I have a list of lists and I want to remove all the duplicates so that the similar lists will not appear at all in the new list.

k = [[1, 2], [4], [5, 6, 2], [1, 2], [3], [4]]

output == [[5,6,2], [3]]

So for example, [1,2] have a duplicate so it should not appear in the final list at all. This is different from what others have asked as they wanted to keep one copy of the duplicate in the final list.

Answer 1

You can use count to count the number of occurrences of a element.
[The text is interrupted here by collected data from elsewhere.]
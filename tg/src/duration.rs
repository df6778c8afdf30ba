//! Duration strings in the `1h30m` / `250ms` / `1.5s` style
//!
//! A duration string is an optional sign followed by one or more
//! `<decimal><unit>` segments. Valid units are `ns`, `us` (or `µs`), `ms`, `s`,
//! `m` and `h`. The bare string `"0"` is also accepted.

use std::sync::LazyLock;
use std::time::Duration;

use regex::Regex;
use thiserror::Error;
use tracing::debug;

static SEGMENT: LazyLock<Regex> =
    LazyLock::new(|| Regex::new(r"^([0-9]*(?:\.[0-9]*)?)([^0-9.]*)").expect("segment pattern is valid"));

/// Errors from parsing a duration string
#[derive(Debug, Clone, PartialEq, Eq, Error)]
pub enum DurationError {
    #[error("invalid duration {input:?}")]
    Invalid { input: String },

    #[error("missing unit in duration {input:?}")]
    MissingUnit { input: String },

    #[error("unknown unit {unit:?} in duration {input:?}")]
    UnknownUnit { input: String, unit: String },

    #[error("negative duration {input:?}")]
    Negative { input: String },

    #[error("duration {input:?} is out of range")]
    Overflow { input: String },
}

fn unit_nanos(unit: &str) -> Option<f64> {
    let nanos = match unit {
        "ns" => 1.0,
        "us" | "µs" | "μs" => 1e3,
        "ms" => 1e6,
        "s" => 1e9,
        "m" => 60e9,
        "h" => 3600e9,
        _ => return None,
    };
    Some(nanos)
}

/// Parse a duration string such as `"10ms"` or `"1h15m30.5s"`
///
/// Negative durations are rejected unless they are zero (`"-0s"`).
pub fn parse_duration(input: &str) -> Result<Duration, DurationError> {
    debug!(%input, "parse_duration: called");
    let invalid = || DurationError::Invalid {
        input: input.to_string(),
    };

    let (negative, mut rest) = match input.as_bytes().first() {
        Some(b'-') => (true, &input[1..]),
        Some(b'+') => (false, &input[1..]),
        _ => (false, input),
    };

    if rest == "0" {
        return Ok(Duration::ZERO);
    }
    if rest.is_empty() {
        return Err(invalid());
    }

    let mut total_nanos = 0.0_f64;
    while !rest.is_empty() {
        let caps = SEGMENT.captures(rest).ok_or_else(invalid)?;
        let number = caps.get(1).map_or("", |m| m.as_str());
        let unit = caps.get(2).map_or("", |m| m.as_str());

        if number.is_empty() || number == "." {
            return Err(invalid());
        }
        if unit.is_empty() {
            return Err(DurationError::MissingUnit {
                input: input.to_string(),
            });
        }
        let scale = unit_nanos(unit).ok_or_else(|| DurationError::UnknownUnit {
            input: input.to_string(),
            unit: unit.to_string(),
        })?;
        let value: f64 = number.parse().map_err(|_| invalid())?;

        total_nanos += value * scale;
        rest = &rest[caps.get(0).map_or(0, |m| m.end())..];
    }

    if total_nanos > u64::MAX as f64 {
        return Err(DurationError::Overflow {
            input: input.to_string(),
        });
    }
    if negative && total_nanos > 0.0 {
        return Err(DurationError::Negative {
            input: input.to_string(),
        });
    }

    Ok(Duration::from_nanos(total_nanos as u64))
}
Approach 1 Time complexity O(n^2)

final=[]
for i in k:
    if k.count(i)==1:
        final.append(i)
print(final)

---

[[5, 6, 2], [3]]

---

Pythonic way to write this is :

final=[i for i in k if k.count(i)==1]

---

Approach 2 Time complexity O(n^2)

Or you can search if ith element is present in rest of the list or not. If present don't add it to final .
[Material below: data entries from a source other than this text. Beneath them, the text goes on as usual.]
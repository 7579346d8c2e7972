//! Where raw history documents come from.
//!
//! The models in this crate never perform I/O. A [`HistorySource`] hands over
//! the raw JSON document of the history-tabs endpoint; transport concerns
//! (authentication, retries, timeouts) belong to its implementation.

use crate::Result;
use async_trait::async_trait;
use serde_json::Value;
use std::fs;
use std::path::{Path, PathBuf};

/// Number of full track models requested by default.
///
/// The endpoint returns bare stubs for tracks beyond this count, so it is set
/// high enough to cover a whole history page.
pub const DEFAULT_FULL_MODELS_COUNT: u32 = 1000;

/// Parameters a transport uses when fetching history.
#[derive(Debug, Clone, PartialEq, Eq)]
pub struct HistoryRequest {
    /// How many entries should come back as full models rather than stubs
    pub full_models_count: u32,
}

impl Default for HistoryRequest {
    fn default() -> Self {
        Self {
            full_models_count: DEFAULT_FULL_MODELS_COUNT,
        }
    }
}

impl HistoryRequest {
    pub fn new() -> Self {
        Self::default()
    }

    pub fn with_full_models_count(mut self, full_models_count: u32) -> Self {
        self.full_models_count = full_models_count;
        self
    }

    /// Query parameters as sent to the endpoint.
    pub fn query_params(&self) -> Vec<(&'static str, String)> {
        vec![("fullModelsCount", self.full_models_count.to_string())]
    }
}

/// Trait for fetching the raw history document, mockable for testing.
///
/// When the `mock` feature is enabled, this crate provides `MockHistorySource`
/// generated by `mockall`.
#[cfg_attr(feature = "mock", mockall::automock)]
#[async_trait(?Send)]
pub trait HistorySource {
    /// Fetch the raw history-tabs document.
    async fn fetch_history(&self, request: &HistoryRequest) -> Result<Value>;
}

/// Strip the service's response envelope.
///
/// Raw responses look like `{"invocationInfo": {...}, "result": {...}}`. When
/// a `result` object is present it is returned, otherwise the document itself.
pub fn unwrap_envelope(document: Value) -> Value {
    match document {
        Value::Object(mut map) if map.get("result").is_some_and(Value::is_object) => {
            map.remove("result").unwrap_or(Value::Null)
        }
        other => other,
    }
}

/// Reads a previously saved history response from disk.
#[derive(Debug, Clone)]
pub struct FileHistorySource {
    path: PathBuf,
}

impl FileHistorySource {
    pub fn new(path: impl Into<PathBuf>) -> Self {
        Self { path: path.into() }
    }

    pub fn path(&self) -> &Path {
        &self.path
    }
}

#[async_trait(?Send)]
impl HistorySource for FileHistorySource {
    async fn fetch_history(&self, request: &HistoryRequest) -> Result<Value> {
        log::debug!(
            "Reading history document from {} (full models requested: {})",
            self.path.display(),
            request.full_models_count
        );

        let contents = fs::read_to_string(&self.path).map_err(|e| {
            log::warn!("Failed to read {}: {e}", self.path.display());
            e
        })?;

        Ok(serde_json::from_str(&contents)?)
    }
}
for i,lst in enumerate(k):
    if lst not in k[:i]+k[i+1:]:
        final.append(lst)
print(final)

---

output

[[5, 6, 2], [3]]

pythonic way to write this:

final=[i for i,lst in enumerate(k) if lst not in k[:i]+k[i+1:]]
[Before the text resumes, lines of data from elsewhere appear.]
//! Typed models for Yandex Music listening history.
//!
//! Raw JSON from the "history tabs" endpoint is decoded bottom-up into a small
//! object graph ([`HistoryTab`] → [`HistoryTabItem`] → [`HistoryTrack`] → ...)
//! and can be flattened into the list of [`Track`]s played with
//! [`HistoryTab::extract_tracks`].

pub mod client;
pub mod error;
pub mod history;
pub mod model;
pub mod source;
pub mod track;

pub use client::{history_tabs, MusicHistoryClient};
pub use error::HistoryError;
pub use history::{
    HistoryTab, HistoryTabContext, HistoryTabItem, HistoryTrack, TrackContextData, TrackItemId,
    WaveAgent, WaveContextData, WaveData, WaveFullModel, WaveItemId,
};
pub use model::{FieldAlias, Model, ModelData, Slot};
#[cfg(feature = "mock")]
pub use source::MockHistorySource;
pub use source::{
    unwrap_envelope, FileHistorySource, HistoryRequest, HistorySource, DEFAULT_FULL_MODELS_COUNT,
};
pub use track::Track;

pub type Result<T> = std::result::Result<T, HistoryError>;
Approach 3 Time complexity is O(n)

You can achieve this in O(n) by using dictionaries.

dic={}
k=list(map(tuple,k))   #Since key values in dictionary should always be immutable.
for i in k:
    dic[i]=dic.setdefault(i,0)+1

final=[]

for k in dic:
    if dic[k]== 1:
        final.append(list(k))

Answer 2

For the general problem of dropping duplicates, you could use collections.Counter , although it requires hashable values.

import collections

def drop_all_duplicates(values):
    # As of CPython 3.7, Counter remembers insertion order.
    value_counts = collections.Counter(values)
    return (value for value, count in value_counts.items() if count == 1)

>>> list(drop_all_duplicates([1, 1, 2, 3, 3, 4, 5, 5, 6])
[2, 4, 6]

This could be expanded to cover non-hashable values by accepting a function that converts them to hashable (eg a function that converts lists to tuples).